ACTIVITY:
Each entry below needs to be retyped exactly as given.

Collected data
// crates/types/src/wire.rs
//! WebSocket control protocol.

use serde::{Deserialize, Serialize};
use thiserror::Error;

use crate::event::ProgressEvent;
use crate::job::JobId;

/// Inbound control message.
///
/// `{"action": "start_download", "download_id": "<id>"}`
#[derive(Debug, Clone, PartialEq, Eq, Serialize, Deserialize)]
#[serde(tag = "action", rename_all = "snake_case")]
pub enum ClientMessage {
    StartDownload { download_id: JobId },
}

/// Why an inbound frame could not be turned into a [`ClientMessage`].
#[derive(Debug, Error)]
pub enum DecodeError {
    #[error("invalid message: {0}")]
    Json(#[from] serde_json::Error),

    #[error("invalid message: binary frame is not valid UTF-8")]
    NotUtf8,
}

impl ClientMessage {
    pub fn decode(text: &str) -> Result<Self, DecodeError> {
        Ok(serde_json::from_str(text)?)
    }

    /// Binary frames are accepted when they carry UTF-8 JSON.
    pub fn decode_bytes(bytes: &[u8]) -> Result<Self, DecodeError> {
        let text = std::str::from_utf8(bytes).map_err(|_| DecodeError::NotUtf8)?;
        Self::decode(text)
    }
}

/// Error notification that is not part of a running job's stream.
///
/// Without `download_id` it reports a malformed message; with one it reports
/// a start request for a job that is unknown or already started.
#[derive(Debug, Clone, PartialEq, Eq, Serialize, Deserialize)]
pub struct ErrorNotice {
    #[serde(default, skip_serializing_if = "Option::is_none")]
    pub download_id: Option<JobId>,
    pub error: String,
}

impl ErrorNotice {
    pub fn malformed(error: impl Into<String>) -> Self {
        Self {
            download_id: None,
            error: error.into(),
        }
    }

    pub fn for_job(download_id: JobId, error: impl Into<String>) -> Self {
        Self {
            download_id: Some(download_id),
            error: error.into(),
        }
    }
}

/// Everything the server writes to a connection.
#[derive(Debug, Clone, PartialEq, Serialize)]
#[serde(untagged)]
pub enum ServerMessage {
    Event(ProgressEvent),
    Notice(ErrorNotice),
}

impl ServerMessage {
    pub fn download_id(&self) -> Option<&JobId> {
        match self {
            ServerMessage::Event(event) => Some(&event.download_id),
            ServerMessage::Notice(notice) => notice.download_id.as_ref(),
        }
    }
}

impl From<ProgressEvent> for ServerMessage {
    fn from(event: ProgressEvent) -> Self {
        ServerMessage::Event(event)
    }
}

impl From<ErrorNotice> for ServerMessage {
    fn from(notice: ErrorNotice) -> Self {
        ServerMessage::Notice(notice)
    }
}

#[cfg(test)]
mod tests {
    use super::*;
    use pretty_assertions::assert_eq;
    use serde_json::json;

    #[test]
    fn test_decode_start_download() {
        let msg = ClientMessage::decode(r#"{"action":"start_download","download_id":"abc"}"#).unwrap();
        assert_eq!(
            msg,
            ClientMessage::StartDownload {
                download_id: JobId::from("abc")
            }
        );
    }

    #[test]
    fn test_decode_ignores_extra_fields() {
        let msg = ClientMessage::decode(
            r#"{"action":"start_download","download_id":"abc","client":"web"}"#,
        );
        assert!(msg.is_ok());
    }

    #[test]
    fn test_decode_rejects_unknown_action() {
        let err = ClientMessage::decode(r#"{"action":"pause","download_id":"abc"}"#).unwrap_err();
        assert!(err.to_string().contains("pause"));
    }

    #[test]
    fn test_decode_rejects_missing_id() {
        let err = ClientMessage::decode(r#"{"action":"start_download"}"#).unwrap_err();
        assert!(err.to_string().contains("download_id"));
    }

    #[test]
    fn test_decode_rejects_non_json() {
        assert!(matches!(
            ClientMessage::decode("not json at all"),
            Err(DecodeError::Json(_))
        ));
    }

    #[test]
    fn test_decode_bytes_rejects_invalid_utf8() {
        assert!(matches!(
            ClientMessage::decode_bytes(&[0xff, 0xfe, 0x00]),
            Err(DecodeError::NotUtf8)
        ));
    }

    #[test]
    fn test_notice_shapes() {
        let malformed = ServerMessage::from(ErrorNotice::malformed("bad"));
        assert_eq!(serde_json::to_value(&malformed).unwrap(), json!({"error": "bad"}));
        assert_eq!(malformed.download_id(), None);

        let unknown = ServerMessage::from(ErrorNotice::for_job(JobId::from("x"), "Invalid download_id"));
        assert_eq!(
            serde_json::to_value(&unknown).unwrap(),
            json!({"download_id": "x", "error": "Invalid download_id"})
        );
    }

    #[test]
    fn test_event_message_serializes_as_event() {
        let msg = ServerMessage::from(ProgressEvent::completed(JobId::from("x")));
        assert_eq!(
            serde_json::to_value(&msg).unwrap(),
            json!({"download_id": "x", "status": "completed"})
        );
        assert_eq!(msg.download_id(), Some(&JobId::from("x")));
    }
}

TASK RESPONSE:
// crates/types/src/wire.rs
//! WebSocket control protocol.

use serde::{Deserialize, Serialize};
use thiserror::Error;

use crate::event::ProgressEvent;
use crate::job::JobId;

/// Inbound control message.
///
/// `{"action": "start_download", "download_id": "<id>"}`
#[derive(Debug, Clone, PartialEq, Eq, Serialize, Deserialize)]
#[serde(tag = "action", rename_all = "snake_case")]
pub enum ClientMessage {
    StartDownload { download_id: JobId },
}

/// Why an inbound frame could not be turned into a [`ClientMessage`].
#[derive(Debug, Error)]
pub enum DecodeError {
    #[error("invalid message: {0}")]
    Json(#[from] serde_json::Error),

    #[error("invalid message: binary frame is not valid UTF-8")]
    NotUtf8,
}

impl ClientMessage {
    pub fn decode(text: &str) -> Result<Self, DecodeError> {
        Ok(serde_json::from_str(text)?)
    }

    /// Binary frames are accepted when they carry UTF-8 JSON.
    pub fn decode_bytes(bytes: &[u8]) -> Result<Self, DecodeError> {
        let text = std::str::from_utf8(bytes).map_err(|_| DecodeError::NotUtf8)?;
        Self::decode(text)
    }
}

/// Error notification that is not part of a running job's stream.
///
/// Without `download_id` it reports a malformed message; with one it reports
/// a start request for a job that is unknown or already started.
#[derive(Debug, Clone, PartialEq, Eq, Serialize, Deserialize)]
pub struct ErrorNotice {
    #[serde(default, skip_serializing_if = "Option::is_none")]
    pub download_id: Option<JobId>,
    pub error: String,
}

impl ErrorNotice {
    pub fn malformed(error: impl Into<String>) -> Self {
        Self {
            download_id: None,
            error: error.into(),
        }
    }

    pub fn for_job(download_id: JobId, error: impl Into<String>) -> Self {
        Self {
            download_id: Some(download_id),
            error: error.into(),
        }
    }
}

/// Everything the server writes to a connection.
#[derive(Debug, Clone, PartialEq, Serialize)]
#[serde(untagged)]
pub enum ServerMessage {
    Event(ProgressEvent),
    Notice(ErrorNotice),
}

impl ServerMessage {
    pub fn download_id(&self) -> Option<&JobId> {
        match self {
            ServerMessage::Event(event) => Some(&event.download_id),
            ServerMessage::Notice(notice) => notice.download_id.as_ref(),
        }
    }
}

impl From<ProgressEvent> for ServerMessage {
    fn from(event: ProgressEvent) -> Self {
        ServerMessage::Event(event)
    }
}

impl From<ErrorNotice> for ServerMessage {
    fn from(notice: ErrorNotice) -> Self {
        ServerMessage::Notice(notice)
    }
}

#[cfg(test)]
mod tests {
    use super::*;
    use pretty_assertions::assert_eq;
    use serde_json::json;

    #[test]
    fn test_decode_start_download() {
        let msg = ClientMessage::decode(r#"{"action":"start_download","download_id":"abc"}"#).unwrap();
        assert_eq!(
            msg,
            ClientMessage::StartDownload {
                download_id: JobId::from("abc")
            }
        );
    }

    #[test]
    fn test_decode_ignores_extra_fields() {
        let msg = ClientMessage::decode(
            r#"{"action":"start_download","download_id":"abc","client":"web"}"#,
        );
        assert!(msg.is_ok());
    }

    #[test]
    fn test_decode_rejects_unknown_action() {
        let err = ClientMessage::decode(r#"{"action":"pause","download_id":"abc"}"#).unwrap_err();
        assert!(err.to_string().contains("pause"));
    }

    #[test]
    fn test_decode_rejects_missing_id() {
        let err = ClientMessage::decode(r#"{"action":"start_download"}"#).unwrap_err();
        assert!(err.to_string().contains("download_id"));
    }

    #[test]
    fn test_decode_rejects_non_json() {
        assert!(matches!(
            ClientMessage::decode("not json at all"),
            Err(DecodeError::Json(_))
        ));
    }

    #[test]
    fn test_decode_bytes_rejects_invalid_utf8() {
        assert!(matches!(
            ClientMessage::decode_bytes(&[0xff, 0xfe, 0x00]),
            Err(DecodeError::NotUtf8)
        ));
    }

    #[test]
    fn test_notice_shapes() {
        let malformed = ServerMessage::from(ErrorNotice::malformed("bad"));
        assert_eq!(serde_json::to_value(&malformed).unwrap(), json!({"error": "bad"}));
        assert_eq!(malformed.download_id(), None);

        let unknown = ServerMessage::from(ErrorNotice::for_job(JobId::from("x"), "Invalid download_id"));
        assert_eq!(
            serde_json::to_value(&unknown).unwrap(),
            json!({"download_id": "x", "error": "Invalid download_id"})
        );
    }

    #[test]
    fn test_event_message_serializes_as_event() {
        let msg = ServerMessage::from(ProgressEvent::completed(JobId::from("x")));
        assert_eq!(
            serde_json::to_value(&msg).unwrap(),
            json!({"download_id": "x", "status": "completed"})
        );
        assert_eq!(msg.download_id(), Some(&JobId::from("x")));
    }
}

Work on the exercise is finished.